§ **DATA FOR ANALYSIS**
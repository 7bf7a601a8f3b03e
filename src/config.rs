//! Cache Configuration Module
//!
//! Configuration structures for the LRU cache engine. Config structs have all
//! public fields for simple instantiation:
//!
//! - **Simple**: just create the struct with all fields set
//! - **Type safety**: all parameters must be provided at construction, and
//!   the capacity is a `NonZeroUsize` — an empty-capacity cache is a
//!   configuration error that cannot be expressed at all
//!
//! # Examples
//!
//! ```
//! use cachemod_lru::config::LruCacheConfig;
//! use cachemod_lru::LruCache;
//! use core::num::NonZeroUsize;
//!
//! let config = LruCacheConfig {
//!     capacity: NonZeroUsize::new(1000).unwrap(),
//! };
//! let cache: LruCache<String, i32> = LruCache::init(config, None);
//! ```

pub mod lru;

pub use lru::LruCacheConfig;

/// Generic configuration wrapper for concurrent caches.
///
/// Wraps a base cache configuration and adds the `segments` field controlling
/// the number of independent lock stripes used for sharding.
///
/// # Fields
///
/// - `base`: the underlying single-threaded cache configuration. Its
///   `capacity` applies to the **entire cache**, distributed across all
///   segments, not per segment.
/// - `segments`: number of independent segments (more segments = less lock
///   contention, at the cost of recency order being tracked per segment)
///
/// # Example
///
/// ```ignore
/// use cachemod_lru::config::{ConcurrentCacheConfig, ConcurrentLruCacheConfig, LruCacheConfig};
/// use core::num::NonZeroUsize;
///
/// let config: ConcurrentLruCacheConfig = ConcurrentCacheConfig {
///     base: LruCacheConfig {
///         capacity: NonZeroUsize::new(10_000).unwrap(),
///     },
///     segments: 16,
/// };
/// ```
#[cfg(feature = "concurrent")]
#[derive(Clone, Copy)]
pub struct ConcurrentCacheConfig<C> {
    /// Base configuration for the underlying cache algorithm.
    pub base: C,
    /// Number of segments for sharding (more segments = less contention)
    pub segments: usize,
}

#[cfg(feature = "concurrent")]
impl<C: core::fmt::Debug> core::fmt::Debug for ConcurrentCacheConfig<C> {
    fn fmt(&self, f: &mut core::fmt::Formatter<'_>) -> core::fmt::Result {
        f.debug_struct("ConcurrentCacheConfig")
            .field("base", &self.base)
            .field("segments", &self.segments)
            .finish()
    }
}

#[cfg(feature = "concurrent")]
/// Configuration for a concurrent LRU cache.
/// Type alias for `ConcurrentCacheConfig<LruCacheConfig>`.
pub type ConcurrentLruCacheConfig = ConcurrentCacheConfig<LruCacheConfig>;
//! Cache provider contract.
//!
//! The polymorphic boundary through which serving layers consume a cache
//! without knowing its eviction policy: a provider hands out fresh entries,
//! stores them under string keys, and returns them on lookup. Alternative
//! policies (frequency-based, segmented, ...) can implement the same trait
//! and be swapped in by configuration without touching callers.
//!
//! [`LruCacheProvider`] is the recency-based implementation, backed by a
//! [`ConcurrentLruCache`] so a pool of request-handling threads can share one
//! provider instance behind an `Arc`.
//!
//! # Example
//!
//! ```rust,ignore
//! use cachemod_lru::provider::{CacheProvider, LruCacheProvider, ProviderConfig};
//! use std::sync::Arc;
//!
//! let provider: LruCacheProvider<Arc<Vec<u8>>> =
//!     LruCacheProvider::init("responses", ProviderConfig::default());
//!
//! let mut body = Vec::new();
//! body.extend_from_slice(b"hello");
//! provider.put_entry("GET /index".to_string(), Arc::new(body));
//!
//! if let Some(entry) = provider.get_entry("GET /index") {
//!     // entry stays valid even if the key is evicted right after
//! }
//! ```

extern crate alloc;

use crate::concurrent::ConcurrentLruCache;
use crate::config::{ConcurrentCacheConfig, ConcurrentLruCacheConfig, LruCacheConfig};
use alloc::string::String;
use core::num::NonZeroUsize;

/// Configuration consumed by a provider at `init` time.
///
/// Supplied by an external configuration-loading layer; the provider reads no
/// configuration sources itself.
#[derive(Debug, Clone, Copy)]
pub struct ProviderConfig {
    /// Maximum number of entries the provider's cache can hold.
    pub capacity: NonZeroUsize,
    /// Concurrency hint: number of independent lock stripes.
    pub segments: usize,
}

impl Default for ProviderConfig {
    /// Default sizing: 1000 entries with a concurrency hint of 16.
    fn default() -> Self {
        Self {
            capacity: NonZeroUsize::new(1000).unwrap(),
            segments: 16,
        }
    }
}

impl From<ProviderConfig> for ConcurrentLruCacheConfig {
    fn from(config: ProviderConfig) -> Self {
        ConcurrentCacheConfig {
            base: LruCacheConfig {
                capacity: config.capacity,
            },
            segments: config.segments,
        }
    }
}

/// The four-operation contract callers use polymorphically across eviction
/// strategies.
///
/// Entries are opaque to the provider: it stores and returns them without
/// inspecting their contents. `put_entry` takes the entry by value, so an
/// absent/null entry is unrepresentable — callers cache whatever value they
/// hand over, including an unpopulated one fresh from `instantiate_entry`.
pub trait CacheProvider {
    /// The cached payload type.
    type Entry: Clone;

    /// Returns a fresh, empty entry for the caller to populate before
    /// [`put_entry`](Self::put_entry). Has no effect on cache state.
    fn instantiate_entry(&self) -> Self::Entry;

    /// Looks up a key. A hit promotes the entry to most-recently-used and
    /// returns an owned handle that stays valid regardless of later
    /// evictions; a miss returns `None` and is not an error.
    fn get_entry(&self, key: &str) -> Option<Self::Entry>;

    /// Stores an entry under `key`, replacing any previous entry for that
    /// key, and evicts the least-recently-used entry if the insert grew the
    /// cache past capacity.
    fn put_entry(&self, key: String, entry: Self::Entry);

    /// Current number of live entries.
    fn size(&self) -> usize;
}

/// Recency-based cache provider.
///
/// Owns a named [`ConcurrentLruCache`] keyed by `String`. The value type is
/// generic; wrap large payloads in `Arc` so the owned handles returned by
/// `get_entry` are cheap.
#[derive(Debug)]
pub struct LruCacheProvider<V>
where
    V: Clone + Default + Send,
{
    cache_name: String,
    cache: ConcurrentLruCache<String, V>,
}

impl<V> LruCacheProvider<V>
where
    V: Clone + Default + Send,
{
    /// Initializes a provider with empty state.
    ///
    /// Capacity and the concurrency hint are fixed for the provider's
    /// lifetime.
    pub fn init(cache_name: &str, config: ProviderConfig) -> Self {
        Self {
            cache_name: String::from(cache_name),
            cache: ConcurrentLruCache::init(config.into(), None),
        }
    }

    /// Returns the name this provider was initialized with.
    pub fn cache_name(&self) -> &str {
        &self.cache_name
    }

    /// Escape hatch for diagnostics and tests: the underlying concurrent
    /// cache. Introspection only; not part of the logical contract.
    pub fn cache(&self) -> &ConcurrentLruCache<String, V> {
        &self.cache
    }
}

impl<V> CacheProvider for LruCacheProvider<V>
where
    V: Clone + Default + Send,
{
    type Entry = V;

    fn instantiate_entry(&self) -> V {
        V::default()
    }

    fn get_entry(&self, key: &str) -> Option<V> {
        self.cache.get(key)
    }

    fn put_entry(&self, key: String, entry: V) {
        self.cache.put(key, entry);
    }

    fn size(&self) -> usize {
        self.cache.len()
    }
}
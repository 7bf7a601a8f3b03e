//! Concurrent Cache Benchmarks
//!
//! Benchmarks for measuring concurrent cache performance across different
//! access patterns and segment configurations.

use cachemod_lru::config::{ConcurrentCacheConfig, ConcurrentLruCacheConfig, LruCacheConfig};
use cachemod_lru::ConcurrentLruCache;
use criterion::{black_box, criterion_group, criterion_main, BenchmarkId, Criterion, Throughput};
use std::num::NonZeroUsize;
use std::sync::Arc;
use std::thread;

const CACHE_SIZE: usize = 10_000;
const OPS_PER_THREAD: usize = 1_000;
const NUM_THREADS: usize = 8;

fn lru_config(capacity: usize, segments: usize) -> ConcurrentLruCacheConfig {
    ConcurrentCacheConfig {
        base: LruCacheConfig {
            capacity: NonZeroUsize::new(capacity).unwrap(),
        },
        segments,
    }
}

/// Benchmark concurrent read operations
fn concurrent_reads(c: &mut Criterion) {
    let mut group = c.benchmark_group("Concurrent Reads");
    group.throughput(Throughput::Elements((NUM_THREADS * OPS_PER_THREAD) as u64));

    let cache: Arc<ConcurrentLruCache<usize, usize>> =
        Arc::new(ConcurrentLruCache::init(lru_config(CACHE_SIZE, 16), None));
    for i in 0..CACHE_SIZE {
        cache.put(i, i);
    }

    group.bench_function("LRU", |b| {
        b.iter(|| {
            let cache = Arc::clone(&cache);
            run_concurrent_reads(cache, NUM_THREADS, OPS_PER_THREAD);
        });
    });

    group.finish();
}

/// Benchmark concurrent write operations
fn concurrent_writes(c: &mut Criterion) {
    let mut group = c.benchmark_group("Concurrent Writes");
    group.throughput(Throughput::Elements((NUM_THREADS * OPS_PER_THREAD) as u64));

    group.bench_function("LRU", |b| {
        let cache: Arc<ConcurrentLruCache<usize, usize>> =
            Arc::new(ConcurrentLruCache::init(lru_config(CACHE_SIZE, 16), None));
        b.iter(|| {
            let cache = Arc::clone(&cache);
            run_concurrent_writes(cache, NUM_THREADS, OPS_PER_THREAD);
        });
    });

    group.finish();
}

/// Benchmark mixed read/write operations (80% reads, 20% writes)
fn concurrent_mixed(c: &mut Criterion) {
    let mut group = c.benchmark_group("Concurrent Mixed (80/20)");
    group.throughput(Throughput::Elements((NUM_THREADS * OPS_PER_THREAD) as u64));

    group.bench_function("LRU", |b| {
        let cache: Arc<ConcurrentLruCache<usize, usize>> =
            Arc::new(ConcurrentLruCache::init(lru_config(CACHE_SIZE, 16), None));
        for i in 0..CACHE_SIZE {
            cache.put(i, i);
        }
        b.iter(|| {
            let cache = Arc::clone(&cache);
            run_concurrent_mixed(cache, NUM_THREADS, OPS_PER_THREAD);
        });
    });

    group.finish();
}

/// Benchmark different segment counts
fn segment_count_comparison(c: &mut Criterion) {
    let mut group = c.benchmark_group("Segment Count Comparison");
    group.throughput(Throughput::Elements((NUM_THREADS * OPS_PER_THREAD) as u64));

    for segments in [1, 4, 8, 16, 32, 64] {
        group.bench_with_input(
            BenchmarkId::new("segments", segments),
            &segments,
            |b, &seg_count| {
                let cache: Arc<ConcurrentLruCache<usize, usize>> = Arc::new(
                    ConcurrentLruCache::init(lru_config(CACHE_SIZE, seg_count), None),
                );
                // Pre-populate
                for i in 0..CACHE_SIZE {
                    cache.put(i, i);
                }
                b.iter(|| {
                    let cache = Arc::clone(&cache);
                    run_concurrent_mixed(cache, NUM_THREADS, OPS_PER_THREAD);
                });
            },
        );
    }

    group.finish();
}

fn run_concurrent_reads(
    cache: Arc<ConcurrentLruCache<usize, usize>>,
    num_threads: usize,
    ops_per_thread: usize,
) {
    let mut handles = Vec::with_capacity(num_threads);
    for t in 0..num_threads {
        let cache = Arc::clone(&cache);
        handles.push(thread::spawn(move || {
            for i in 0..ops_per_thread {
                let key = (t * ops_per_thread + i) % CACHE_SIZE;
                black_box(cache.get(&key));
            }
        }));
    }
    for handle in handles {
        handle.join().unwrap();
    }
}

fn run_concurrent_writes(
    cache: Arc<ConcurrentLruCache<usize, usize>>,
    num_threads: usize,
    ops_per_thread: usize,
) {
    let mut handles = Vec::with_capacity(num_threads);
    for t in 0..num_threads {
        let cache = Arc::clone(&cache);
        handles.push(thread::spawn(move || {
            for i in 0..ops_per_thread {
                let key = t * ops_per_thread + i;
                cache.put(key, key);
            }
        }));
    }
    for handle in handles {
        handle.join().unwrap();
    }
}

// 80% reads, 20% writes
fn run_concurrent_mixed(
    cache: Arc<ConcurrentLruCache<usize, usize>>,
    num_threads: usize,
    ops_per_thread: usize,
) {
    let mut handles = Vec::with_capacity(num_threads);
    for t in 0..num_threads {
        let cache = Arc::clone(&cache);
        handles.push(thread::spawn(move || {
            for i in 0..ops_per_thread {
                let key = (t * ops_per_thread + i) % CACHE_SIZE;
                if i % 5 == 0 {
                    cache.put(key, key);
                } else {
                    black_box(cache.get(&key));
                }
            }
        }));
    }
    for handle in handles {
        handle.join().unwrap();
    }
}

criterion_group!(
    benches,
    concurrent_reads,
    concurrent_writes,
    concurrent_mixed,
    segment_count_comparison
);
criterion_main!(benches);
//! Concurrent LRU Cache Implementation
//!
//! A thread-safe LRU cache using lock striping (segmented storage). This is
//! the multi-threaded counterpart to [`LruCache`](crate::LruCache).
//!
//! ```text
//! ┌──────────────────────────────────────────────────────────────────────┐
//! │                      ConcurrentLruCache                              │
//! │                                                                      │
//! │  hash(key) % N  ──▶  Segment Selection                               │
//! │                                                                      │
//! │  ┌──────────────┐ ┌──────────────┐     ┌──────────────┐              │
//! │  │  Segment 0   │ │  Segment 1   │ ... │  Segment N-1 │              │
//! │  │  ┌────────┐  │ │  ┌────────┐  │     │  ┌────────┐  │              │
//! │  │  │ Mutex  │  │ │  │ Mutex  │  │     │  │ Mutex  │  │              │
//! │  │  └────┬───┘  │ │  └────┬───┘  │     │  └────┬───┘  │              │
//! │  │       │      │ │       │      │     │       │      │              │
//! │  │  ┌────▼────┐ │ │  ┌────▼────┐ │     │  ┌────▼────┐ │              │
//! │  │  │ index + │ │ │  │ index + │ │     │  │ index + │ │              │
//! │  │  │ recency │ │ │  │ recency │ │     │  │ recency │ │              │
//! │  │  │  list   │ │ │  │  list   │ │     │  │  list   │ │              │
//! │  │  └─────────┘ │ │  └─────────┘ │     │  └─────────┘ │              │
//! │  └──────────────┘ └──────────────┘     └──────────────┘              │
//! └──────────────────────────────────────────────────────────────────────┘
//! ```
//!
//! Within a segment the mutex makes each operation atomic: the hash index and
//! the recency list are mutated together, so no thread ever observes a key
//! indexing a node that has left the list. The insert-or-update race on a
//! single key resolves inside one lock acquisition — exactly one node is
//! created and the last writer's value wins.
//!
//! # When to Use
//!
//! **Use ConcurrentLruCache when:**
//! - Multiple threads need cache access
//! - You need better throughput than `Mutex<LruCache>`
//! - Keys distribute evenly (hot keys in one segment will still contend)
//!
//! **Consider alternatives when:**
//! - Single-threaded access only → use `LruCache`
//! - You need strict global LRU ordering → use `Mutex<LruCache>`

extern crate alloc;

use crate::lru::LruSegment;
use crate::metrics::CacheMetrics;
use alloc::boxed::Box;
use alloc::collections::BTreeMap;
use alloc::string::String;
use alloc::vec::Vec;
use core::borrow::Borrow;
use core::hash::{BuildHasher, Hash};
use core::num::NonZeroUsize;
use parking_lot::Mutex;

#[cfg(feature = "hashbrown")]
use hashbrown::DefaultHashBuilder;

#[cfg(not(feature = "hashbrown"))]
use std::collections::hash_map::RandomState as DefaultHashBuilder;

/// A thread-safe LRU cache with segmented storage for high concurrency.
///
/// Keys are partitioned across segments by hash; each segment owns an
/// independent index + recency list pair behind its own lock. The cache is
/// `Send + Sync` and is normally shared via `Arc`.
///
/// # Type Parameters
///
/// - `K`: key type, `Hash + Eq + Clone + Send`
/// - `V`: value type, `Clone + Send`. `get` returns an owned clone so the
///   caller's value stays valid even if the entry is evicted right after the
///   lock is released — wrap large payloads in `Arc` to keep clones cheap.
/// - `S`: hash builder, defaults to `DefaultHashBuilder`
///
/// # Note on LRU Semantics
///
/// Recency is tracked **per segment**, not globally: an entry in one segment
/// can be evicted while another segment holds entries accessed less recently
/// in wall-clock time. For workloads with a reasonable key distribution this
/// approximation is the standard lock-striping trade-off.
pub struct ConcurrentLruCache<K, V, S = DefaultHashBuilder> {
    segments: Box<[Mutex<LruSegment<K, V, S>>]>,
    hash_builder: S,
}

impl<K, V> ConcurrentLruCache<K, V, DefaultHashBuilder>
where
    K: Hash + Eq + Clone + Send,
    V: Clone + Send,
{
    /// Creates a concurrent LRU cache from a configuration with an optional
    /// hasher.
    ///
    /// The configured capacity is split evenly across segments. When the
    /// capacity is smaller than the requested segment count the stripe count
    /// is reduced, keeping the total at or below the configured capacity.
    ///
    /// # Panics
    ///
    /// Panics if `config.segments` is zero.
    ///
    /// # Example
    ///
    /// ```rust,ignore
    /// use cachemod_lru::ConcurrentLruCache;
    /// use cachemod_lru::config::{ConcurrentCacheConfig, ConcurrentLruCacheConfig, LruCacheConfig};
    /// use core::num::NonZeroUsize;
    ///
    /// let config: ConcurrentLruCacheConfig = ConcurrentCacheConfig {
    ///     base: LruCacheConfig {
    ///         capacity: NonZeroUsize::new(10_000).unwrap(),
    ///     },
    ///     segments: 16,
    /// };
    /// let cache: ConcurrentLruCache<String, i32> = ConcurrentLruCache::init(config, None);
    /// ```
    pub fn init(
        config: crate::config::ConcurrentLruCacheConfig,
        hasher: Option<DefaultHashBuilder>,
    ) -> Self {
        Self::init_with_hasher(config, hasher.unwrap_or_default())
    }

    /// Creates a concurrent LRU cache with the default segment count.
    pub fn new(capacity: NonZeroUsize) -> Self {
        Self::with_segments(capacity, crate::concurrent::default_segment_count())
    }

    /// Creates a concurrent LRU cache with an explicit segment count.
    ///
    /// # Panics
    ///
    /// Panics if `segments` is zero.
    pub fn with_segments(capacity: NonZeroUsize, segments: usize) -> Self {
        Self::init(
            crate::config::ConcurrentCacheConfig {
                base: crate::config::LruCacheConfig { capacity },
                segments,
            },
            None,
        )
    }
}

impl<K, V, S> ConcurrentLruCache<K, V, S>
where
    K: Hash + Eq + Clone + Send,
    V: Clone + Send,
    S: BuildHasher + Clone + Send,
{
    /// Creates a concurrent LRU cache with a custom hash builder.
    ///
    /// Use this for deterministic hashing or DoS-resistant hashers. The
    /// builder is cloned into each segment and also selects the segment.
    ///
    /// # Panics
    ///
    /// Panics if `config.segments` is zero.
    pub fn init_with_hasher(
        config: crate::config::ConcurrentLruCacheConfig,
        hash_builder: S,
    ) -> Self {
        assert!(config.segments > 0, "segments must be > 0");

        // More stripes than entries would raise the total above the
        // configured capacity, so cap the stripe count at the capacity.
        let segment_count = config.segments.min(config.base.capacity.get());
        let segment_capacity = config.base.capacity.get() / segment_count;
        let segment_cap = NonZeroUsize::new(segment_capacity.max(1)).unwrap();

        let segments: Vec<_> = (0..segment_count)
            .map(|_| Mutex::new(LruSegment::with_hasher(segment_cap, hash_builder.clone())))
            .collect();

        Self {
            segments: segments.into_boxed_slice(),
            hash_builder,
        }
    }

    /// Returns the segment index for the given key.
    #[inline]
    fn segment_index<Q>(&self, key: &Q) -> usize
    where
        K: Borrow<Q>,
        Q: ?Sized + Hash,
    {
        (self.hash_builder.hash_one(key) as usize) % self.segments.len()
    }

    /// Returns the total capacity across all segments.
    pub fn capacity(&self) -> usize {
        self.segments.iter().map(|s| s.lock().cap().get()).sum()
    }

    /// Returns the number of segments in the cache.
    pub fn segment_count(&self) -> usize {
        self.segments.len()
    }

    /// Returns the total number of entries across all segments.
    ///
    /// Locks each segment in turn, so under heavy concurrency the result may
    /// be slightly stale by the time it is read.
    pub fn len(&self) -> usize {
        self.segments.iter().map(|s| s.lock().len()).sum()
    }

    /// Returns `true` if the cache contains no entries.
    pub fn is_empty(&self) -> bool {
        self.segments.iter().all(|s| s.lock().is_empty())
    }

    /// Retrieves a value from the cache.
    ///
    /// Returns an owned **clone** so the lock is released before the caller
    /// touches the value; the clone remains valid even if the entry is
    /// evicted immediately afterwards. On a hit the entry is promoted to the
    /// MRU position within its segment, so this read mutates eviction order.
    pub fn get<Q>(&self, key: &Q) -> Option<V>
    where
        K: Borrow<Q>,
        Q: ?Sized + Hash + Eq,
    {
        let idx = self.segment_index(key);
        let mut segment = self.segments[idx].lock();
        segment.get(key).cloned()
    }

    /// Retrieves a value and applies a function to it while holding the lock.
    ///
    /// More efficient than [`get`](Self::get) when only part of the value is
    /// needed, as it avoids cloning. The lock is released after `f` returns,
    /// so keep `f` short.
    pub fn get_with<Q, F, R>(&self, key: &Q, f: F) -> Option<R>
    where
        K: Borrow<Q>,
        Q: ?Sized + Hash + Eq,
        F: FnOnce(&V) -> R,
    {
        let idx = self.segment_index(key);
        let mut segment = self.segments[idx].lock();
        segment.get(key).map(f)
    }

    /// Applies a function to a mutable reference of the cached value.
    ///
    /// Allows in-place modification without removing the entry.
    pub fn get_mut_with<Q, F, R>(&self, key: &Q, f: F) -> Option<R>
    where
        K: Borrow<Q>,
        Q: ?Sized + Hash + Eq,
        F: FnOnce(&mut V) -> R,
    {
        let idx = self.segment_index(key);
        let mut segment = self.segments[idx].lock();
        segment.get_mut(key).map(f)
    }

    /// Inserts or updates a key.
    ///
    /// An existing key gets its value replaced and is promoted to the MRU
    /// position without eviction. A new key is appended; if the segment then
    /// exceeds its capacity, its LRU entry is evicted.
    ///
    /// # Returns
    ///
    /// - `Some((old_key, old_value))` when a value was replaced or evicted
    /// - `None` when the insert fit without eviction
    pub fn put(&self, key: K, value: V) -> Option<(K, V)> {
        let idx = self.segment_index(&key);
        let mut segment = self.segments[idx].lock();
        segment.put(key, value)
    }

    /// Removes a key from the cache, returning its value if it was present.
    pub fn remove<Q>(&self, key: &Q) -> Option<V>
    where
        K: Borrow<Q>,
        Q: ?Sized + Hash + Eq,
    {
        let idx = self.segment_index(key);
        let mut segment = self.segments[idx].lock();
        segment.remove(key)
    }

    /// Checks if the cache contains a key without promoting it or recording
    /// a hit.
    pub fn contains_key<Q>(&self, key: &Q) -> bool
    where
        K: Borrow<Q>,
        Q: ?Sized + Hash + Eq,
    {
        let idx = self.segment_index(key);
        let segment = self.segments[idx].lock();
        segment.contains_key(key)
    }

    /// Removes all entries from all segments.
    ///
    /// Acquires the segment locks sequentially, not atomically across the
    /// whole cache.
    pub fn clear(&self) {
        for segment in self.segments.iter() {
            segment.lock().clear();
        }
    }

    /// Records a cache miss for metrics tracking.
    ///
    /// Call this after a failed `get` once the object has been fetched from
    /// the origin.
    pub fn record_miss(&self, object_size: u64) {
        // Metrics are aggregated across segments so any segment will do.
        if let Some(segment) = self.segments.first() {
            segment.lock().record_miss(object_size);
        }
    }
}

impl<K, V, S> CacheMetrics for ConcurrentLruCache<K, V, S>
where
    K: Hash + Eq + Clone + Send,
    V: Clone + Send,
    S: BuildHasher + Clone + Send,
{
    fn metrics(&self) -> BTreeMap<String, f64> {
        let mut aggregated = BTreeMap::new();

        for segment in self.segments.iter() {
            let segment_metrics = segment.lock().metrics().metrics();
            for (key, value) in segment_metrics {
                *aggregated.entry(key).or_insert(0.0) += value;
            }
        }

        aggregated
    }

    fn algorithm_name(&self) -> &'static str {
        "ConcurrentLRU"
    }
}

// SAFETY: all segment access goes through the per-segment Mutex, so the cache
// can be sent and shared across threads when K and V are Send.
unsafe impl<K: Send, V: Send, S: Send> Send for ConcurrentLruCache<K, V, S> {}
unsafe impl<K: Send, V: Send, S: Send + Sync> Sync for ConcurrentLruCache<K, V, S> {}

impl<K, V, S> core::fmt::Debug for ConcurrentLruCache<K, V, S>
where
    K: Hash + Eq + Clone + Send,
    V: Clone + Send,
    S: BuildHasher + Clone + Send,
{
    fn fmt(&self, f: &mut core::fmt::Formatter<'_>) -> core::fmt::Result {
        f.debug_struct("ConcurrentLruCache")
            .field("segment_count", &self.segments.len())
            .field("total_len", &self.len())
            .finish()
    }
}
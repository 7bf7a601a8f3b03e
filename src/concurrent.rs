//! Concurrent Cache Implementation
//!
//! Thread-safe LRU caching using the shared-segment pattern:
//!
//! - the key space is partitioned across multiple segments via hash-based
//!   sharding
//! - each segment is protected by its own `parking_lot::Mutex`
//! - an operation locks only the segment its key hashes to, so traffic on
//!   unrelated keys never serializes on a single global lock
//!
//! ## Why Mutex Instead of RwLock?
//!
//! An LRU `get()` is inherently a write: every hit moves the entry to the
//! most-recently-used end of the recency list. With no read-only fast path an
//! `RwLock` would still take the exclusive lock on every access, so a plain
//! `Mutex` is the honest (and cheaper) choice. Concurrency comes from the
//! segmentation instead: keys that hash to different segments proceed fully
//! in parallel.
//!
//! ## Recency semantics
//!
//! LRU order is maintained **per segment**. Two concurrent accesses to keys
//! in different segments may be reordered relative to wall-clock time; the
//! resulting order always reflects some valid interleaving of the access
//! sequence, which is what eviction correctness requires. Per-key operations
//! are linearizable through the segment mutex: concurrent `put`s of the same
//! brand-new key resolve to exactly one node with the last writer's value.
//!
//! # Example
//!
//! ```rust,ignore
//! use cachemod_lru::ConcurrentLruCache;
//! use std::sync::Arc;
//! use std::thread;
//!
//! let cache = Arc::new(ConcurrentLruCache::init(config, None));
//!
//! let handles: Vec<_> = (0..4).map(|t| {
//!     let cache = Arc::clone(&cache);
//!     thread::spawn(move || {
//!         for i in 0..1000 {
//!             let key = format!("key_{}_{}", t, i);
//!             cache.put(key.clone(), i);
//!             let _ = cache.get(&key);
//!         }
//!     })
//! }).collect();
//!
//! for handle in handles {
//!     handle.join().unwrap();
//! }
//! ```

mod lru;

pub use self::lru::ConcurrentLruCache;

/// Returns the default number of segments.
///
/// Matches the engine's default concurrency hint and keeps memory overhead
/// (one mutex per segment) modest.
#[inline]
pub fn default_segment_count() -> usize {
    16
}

§ **TASK GOAL**
Restate precisely, and with nothing added, the lines from the one with "per segment) modest." through the final line of the material.

§ **TASK SOLUTION**
/// (one mutex per segment) modest.
#[inline]
pub fn default_segment_count() -> usize {
    16
}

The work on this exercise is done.